American psychologist (1930–2015)

Lyman William Porter (c. 1930 – July 2, 2015) was an American academic administrator. He was the dean of the Paul Merage School of Business at the University of California, Irvine from 1972 to 1983. He was the co-author of many books of management, and "one of the primary founders of the study of organizational behavior."

==Early life==
Lyman William Porter was born in 1930 in Lafayette, Indiana. His father, Charles Lyman Porter, was a professor of biology at Purdue University.

Porter graduated from Northwestern University, where he earned a bachelor's degree in 1952, and he received a Ph.D. in psychology from Yale University in 1956.

==Career==
Porter began his career in the Psychology department at the University of California, Berkeley. He joined the University of California, Irvine as assistant dean of its Paul Merage School of Business in 1967, and served as the dean from 1972 to 1983.

Porter was the president of the Society for Industrial and Organizational Psychology from 1975 to 1976. With Mark Rosenzweig, he was the co-editor of the Annual Review of Psychology from 1974 to 1994. He was a founding trustee of the American University of Armenia.

Porter was "one of the primary founders of the study of organizational behavior," and he "played a major role in ensuring that organizational behavior would become an important component of modern business education." He retired from academia in 1992.

==Personal life, death and legacy==
Porter married Meredith Anne; they had one son and a daughter. They resided in Newport Beach, California.

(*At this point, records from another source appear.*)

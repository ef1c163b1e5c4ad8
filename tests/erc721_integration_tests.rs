//! Integration tests for ERC-721 orchestration using fake collaborators
//!
//! These tests exercise the full composition — codec, call builder,
//! lifecycle tracker, orchestrators — through the trait seams, without a
//! running network.

use alloy_primitives::U256;
use starknet::core::types::Felt;
use starknet::core::utils::{get_udc_deployed_address, UdcUniqueness};
use starknet::macros::felt;
use starknet_erc721_rs::testing::{FakeCallClient, FakeClock, FakeStatusSource, FakeSubmitter};
use starknet_erc721_rs::{
    bytes_to_felt, encode_short_string, string_to_felts, CallBatch, ConfirmationConfig,
    ConfirmationStatus, ContractCall, ContractDeployer, Erc721Error, Erc721Ops, Erc721Reader,
    TransactionTracker, TxStatus, ENTRYPOINT_MINT, ENTRYPOINT_SET_TOKEN_URI,
    ENTRYPOINT_TOKEN_URI, UDC_ADDRESS,
};
use std::time::Duration;

const TX_HASH: Felt = felt!("0xdeadbeef");
const CONTRACT: Felt = felt!("0x1111");
const RECIPIENT: Felt = felt!("0x2222");

/// Helper to create a tracker over fake collaborators.
fn create_test_tracker(
    submitter: FakeSubmitter,
    status_source: FakeStatusSource,
    clock: FakeClock,
    confirmation: ConfirmationConfig,
) -> TransactionTracker<FakeSubmitter, FakeStatusSource, FakeClock> {
    TransactionTracker::builder()
        .submitter(submitter)
        .status_source(status_source)
        .clock(clock)
        .confirmation(confirmation)
        .build()
}

/// Helper to create ERC-721 ops over fake collaborators with an
/// immediately-accepting status source.
fn create_accepting_ops(
    submitter: FakeSubmitter,
) -> Erc721Ops<FakeSubmitter, FakeStatusSource, FakeClock> {
    let status_source = FakeStatusSource::new();
    status_source.add_accepted(TX_HASH);
    Erc721Ops::builder()
        .contract_address(CONTRACT)
        .tracker(create_test_tracker(
            submitter,
            status_source,
            FakeClock::new(),
            ConfirmationConfig::devnet(),
        ))
        .build()
}

fn single_call_batch() -> CallBatch {
    CallBatch::single(ContractCall::new(CONTRACT, "mint", vec![Felt::ONE]))
}

#[tokio::test]
async fn test_confirmation_timeout_with_fake_clock() {
    let submitter = FakeSubmitter::new(TX_HASH);
    let status_source = FakeStatusSource::new();
    let clock = FakeClock::new();
    status_source.add_always_pending(TX_HASH);

    let max_attempts = 5;
    let poll_interval = 60;
    let tracker = create_test_tracker(
        submitter,
        status_source.clone(),
        clock.clone(),
        ConfirmationConfig::default()
            .with_max_attempts(max_attempts)
            .with_poll_interval_secs(poll_interval),
    );

    let result = tracker.submit_and_await(&single_call_batch()).await;

    assert!(result.is_err(), "Expected timeout error");
    assert!(
        matches!(result.unwrap_err(), Erc721Error::ConfirmationTimeout),
        "Expected ConfirmationTimeout error"
    );

    assert_eq!(
        clock.sleep_count(),
        max_attempts as usize,
        "Should have slept once per attempt"
    );
    assert_eq!(
        clock.total_sleep_time(),
        Duration::from_secs(poll_interval * max_attempts as u64),
        "Total sleep time should match poll_interval * max_attempts"
    );
    assert_eq!(
        status_source.get_call_count(TX_HASH),
        max_attempts as usize,
        "Should have queried the status source once per attempt"
    );
}

#[tokio::test]
async fn test_status_progression_to_acceptance() {
    let submitter = FakeSubmitter::new(TX_HASH);
    let status_source = FakeStatusSource::new();
    let clock = FakeClock::new();
    status_source.add_status_sequence(
        TX_HASH,
        vec![
            ConfirmationStatus::Pending,
            ConfirmationStatus::Pending,
            ConfirmationStatus::Accepted,
        ],
    );

    let tracker = create_test_tracker(
        submitter,
        status_source.clone(),
        clock.clone(),
        ConfirmationConfig::default().with_poll_interval_secs(5),
    );

    let handle = tracker.submit_and_await(&single_call_batch()).await.unwrap();

    assert!(handle.is_accepted());
    assert_eq!(handle.transaction_hash(), TX_HASH);
    assert_eq!(
        status_source.get_call_count(TX_HASH),
        3,
        "Should progress through Pending → Pending → Accepted"
    );
    assert_eq!(
        clock.sleep_count(),
        2,
        "Should sleep once after each pending response"
    );
    assert_eq!(clock.total_sleep_time(), Duration::from_secs(10));
}

#[tokio::test]
async fn test_rejection_is_reported_not_raised() {
    let submitter = FakeSubmitter::new(TX_HASH);
    let status_source = FakeStatusSource::new();
    status_source.add_rejected(TX_HASH);

    let tracker = create_test_tracker(
        submitter,
        status_source,
        FakeClock::new(),
        ConfirmationConfig::devnet(),
    );

    let handle = tracker.submit_and_await(&single_call_batch()).await.unwrap();

    assert_eq!(
        handle.status(),
        TxStatus::Rejected,
        "Rejection is a reported outcome with the terminal hash"
    );
    assert_eq!(handle.transaction_hash(), TX_HASH);

    let err = handle.ensure_accepted().unwrap_err();
    assert!(
        matches!(err, Erc721Error::Rejected { .. }),
        "ensure_accepted converts the outcome into an error"
    );
}

#[tokio::test]
async fn test_submission_failure_surfaces_without_polling() {
    let submitter = FakeSubmitter::new(TX_HASH);
    submitter.reject_with("insufficient account balance");
    let status_source = FakeStatusSource::new();
    let clock = FakeClock::new();

    let tracker = create_test_tracker(
        submitter,
        status_source.clone(),
        clock.clone(),
        ConfirmationConfig::devnet(),
    );

    let result = tracker.submit_and_await(&single_call_batch()).await;

    assert!(matches!(
        result.unwrap_err(),
        Erc721Error::SubmissionFailed { .. }
    ));
    assert_eq!(
        status_source.get_call_count(TX_HASH),
        0,
        "Nothing was submitted, so nothing should be polled"
    );
    assert_eq!(clock.sleep_count(), 0);
}

#[tokio::test]
async fn test_provider_failure_mid_confirmation() {
    let submitter = FakeSubmitter::new(TX_HASH);
    let status_source = FakeStatusSource::new();
    status_source.add_failure(TX_HASH);

    let tracker = create_test_tracker(
        submitter,
        status_source,
        FakeClock::new(),
        ConfirmationConfig::devnet(),
    );

    let result = tracker.submit_and_await(&single_call_batch()).await;
    assert!(matches!(result.unwrap_err(), Erc721Error::Provider(_)));
}

#[tokio::test]
async fn test_mint_builds_sequential_batch() {
    let submitter = FakeSubmitter::new(TX_HASH);
    let ops = create_accepting_ops(submitter.clone());

    let handle = ops.mint(RECIPIENT, U256::from(10u64), 3).await.unwrap();
    assert!(handle.is_accepted());

    let batches = submitter.submitted_batches();
    assert_eq!(batches.len(), 1, "One atomic batch");
    let calls = batches[0].calls();
    assert_eq!(calls.len(), 3, "One call per minted token");

    for (index, call) in calls.iter().enumerate() {
        assert_eq!(call.to(), CONTRACT);
        assert_eq!(call.entrypoint(), ENTRYPOINT_MINT);
        assert_eq!(
            call.calldata(),
            &[RECIPIENT, Felt::from(10 + index as u64), Felt::ZERO],
            "Token ids 10, 11, 12 in ascending order"
        );
    }
}

#[tokio::test]
async fn test_set_token_uri_calldata_shape() {
    let submitter = FakeSubmitter::new(TX_HASH);
    let ops = create_accepting_ops(submitter.clone());

    // tokenId=1, 12-byte CID: calldata must be [low, high, length, chunk]
    ops.set_token_uri(U256::from(1u64), 1, "QmExampleCID")
        .await
        .unwrap();

    let batches = submitter.submitted_batches();
    let calls = batches[0].calls();
    assert_eq!(calls.len(), 1);
    assert_eq!(calls[0].entrypoint(), ENTRYPOINT_SET_TOKEN_URI);
    assert_eq!(
        calls[0].calldata(),
        &[
            Felt::ONE,
            Felt::ZERO,
            Felt::ONE,
            bytes_to_felt(b"QmExampleCID").unwrap(),
        ]
    );
}

#[tokio::test]
async fn test_mint_with_uri_is_one_atomic_batch() {
    let submitter = FakeSubmitter::new(TX_HASH);
    let ops = create_accepting_ops(submitter.clone());

    ops.mint_with_uri(RECIPIENT, U256::from(7u64), "QmExampleCID")
        .await
        .unwrap();

    let batches = submitter.submitted_batches();
    assert_eq!(batches.len(), 1, "Mint and set-URI land in one transaction");
    let calls = batches[0].calls();
    assert_eq!(calls.len(), 2);
    assert_eq!(calls[0].entrypoint(), ENTRYPOINT_MINT);
    assert_eq!(calls[1].entrypoint(), ENTRYPOINT_SET_TOKEN_URI);
}

#[tokio::test]
async fn test_zero_mint_amount_is_rejected_before_submission() {
    let submitter = FakeSubmitter::new(TX_HASH);
    let ops = create_accepting_ops(submitter.clone());

    let result = ops.mint(RECIPIENT, U256::from(1u64), 0).await;
    assert!(matches!(
        result.unwrap_err(),
        Erc721Error::InvalidCall { .. }
    ));
    assert!(submitter.submitted_batches().is_empty());
}

#[tokio::test]
async fn test_zero_recipient_is_rejected_before_submission() {
    let submitter = FakeSubmitter::new(TX_HASH);
    let ops = create_accepting_ops(submitter.clone());

    let result = ops.mint(Felt::ZERO, U256::from(1u64), 1).await;
    assert!(matches!(
        result.unwrap_err(),
        Erc721Error::InvalidCall { .. }
    ));
    assert!(submitter.submitted_batches().is_empty());
}

#[tokio::test]
async fn test_transfer_and_burn_calldata() {
    let submitter = FakeSubmitter::new(TX_HASH);
    let ops = create_accepting_ops(submitter.clone());
    let sender = felt!("0x3333");

    ops.transfer(sender, RECIPIENT, U256::from(5u64)).await.unwrap();
    ops.burn(U256::from(5u64)).await.unwrap();

    let batches = submitter.submitted_batches();
    assert_eq!(batches.len(), 2);
    assert_eq!(
        batches[0].calls()[0].calldata(),
        &[sender, RECIPIENT, Felt::from(5u64), Felt::ZERO]
    );
    assert_eq!(
        batches[1].calls()[0].calldata(),
        &[Felt::from(5u64), Felt::ZERO]
    );
}

#[tokio::test]
async fn test_multicall_passthrough_preserves_batch() {
    let submitter = FakeSubmitter::new(TX_HASH);
    let ops = create_accepting_ops(submitter.clone());

    let other_contract = felt!("0x9999");
    let batch = CallBatch::new(vec![
        ContractCall::new(CONTRACT, "mint", vec![RECIPIENT, Felt::ONE, Felt::ZERO]),
        ContractCall::new(other_contract, "approve", vec![RECIPIENT, Felt::TWO]),
    ])
    .unwrap();

    ops.execute(&batch).await.unwrap();

    let batches = submitter.submitted_batches();
    assert_eq!(batches[0], batch, "Batch submitted unchanged");
}

#[tokio::test]
async fn test_deploy_erc721_calldata_and_address() {
    let submitter = FakeSubmitter::new(TX_HASH);
    let status_source = FakeStatusSource::new();
    status_source.add_accepted(TX_HASH);

    let deployer = ContractDeployer::builder()
        .tracker(create_test_tracker(
            submitter.clone(),
            status_source,
            FakeClock::new(),
            ConfirmationConfig::devnet(),
        ))
        .build();

    let class_hash = felt!("0xc1a55");
    let salt = Felt::from(1u64);
    let owner = felt!("0x4444");
    let deployed = deployer
        .deploy_erc721(class_hash, salt, "CodelightNFT", "CFT", owner)
        .await
        .unwrap();

    assert!(deployed.transaction.is_accepted());

    let expected_ctor = vec![
        encode_short_string("CodelightNFT").unwrap(),
        encode_short_string("CFT").unwrap(),
        owner,
    ];
    assert_eq!(
        deployed.contract_address,
        get_udc_deployed_address(salt, class_hash, &UdcUniqueness::NotUnique, &expected_ctor)
    );

    let batches = submitter.submitted_batches();
    let call = &batches[0].calls()[0];
    assert_eq!(call.to(), UDC_ADDRESS);
    assert_eq!(
        call.calldata(),
        &[
            class_hash,
            salt,
            Felt::ZERO,
            Felt::THREE,
            expected_ctor[0],
            expected_ctor[1],
            expected_ctor[2],
        ]
    );
}

#[tokio::test]
async fn test_reader_decodes_token_uri() {
    let client = FakeCallClient::new();
    let uri = "ipfs://QmYwAPJzv5CZsnA625s3Xf2nemtYgPpHdWEz79ojWnPbdG/42.json";
    let chunks = string_to_felts(uri).unwrap();
    let mut response = vec![Felt::from(chunks.len() as u64)];
    response.extend_from_slice(&chunks);
    client.add_response(ENTRYPOINT_TOKEN_URI, response);

    let reader = Erc721Reader::builder()
        .contract_address(CONTRACT)
        .client(client.clone())
        .build();

    assert_eq!(reader.token_uri(U256::from(1u64)).await.unwrap(), uri);

    let calls = client.recorded_calls();
    assert_eq!(calls[0].to(), CONTRACT);
    assert_eq!(
        calls[0].calldata(),
        &[Felt::ONE, Felt::ZERO],
        "Token id crosses the call boundary as its low/high split"
    );
}

#[tokio::test]
async fn test_reader_decodes_name_and_symbol() {
    let client = FakeCallClient::new();
    client.add_response("name", vec![encode_short_string("CodelightNFT").unwrap()]);
    client.add_response("symbol", vec![encode_short_string("CFT").unwrap()]);

    let reader = Erc721Reader::builder()
        .contract_address(CONTRACT)
        .client(client)
        .build();

    assert_eq!(reader.name().await.unwrap(), "CodelightNFT");
    assert_eq!(reader.symbol().await.unwrap(), "CFT");
}

#[tokio::test]
async fn test_concurrent_lifecycles_are_independent() {
    let submitter = FakeSubmitter::new(TX_HASH);
    let status_source = FakeStatusSource::new();
    status_source.add_status_sequence(
        TX_HASH,
        vec![ConfirmationStatus::Pending, ConfirmationStatus::Accepted],
    );

    let tracker = create_test_tracker(
        submitter,
        status_source,
        FakeClock::new(),
        ConfirmationConfig::devnet(),
    );

    // Many independent waits may be outstanding at once; each produces its
    // own handle with no shared state.
    let batch_a = single_call_batch();
    let batch_b = single_call_batch();
    let (a, b) = tokio::join!(
        tracker.submit_and_await(&batch_a),
        tracker.submit_and_await(&batch_b),
    );
    assert!(a.unwrap().is_accepted());
    assert!(b.unwrap().is_accepted());
}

Porter died on July 2, 2015, in Newport Beach, California, at the age of 85. He is the namesake of the Dr. Lyman W. Porter Colloquium Room at UC Irvine.

==Selected works==
- Haire, Mason (1966). "Managerial Thinking: An International Study"
- Porter, Lyman W. (1968). "Managerial Attitudes and Performance"
- Porter, Lyman W. (1974). "Behavior in Organizations"
- Steers, Richard M. (1975). "Motivation and Work Behavior"
- "Perspectives on Behavior in Organizations" (1977)
- Mowday, Richard T. (1982). "Employee-organization Linkages: The Psychology of Commitment, Absenteeism, and Turnover"
- Porter, Lyman W. (1988). "Management Education and Development: Drift or Thrust into the 21st Century?"
- "Organizational Influence Processes" (2003)
- Hitt, Michael A. (2005). "Management"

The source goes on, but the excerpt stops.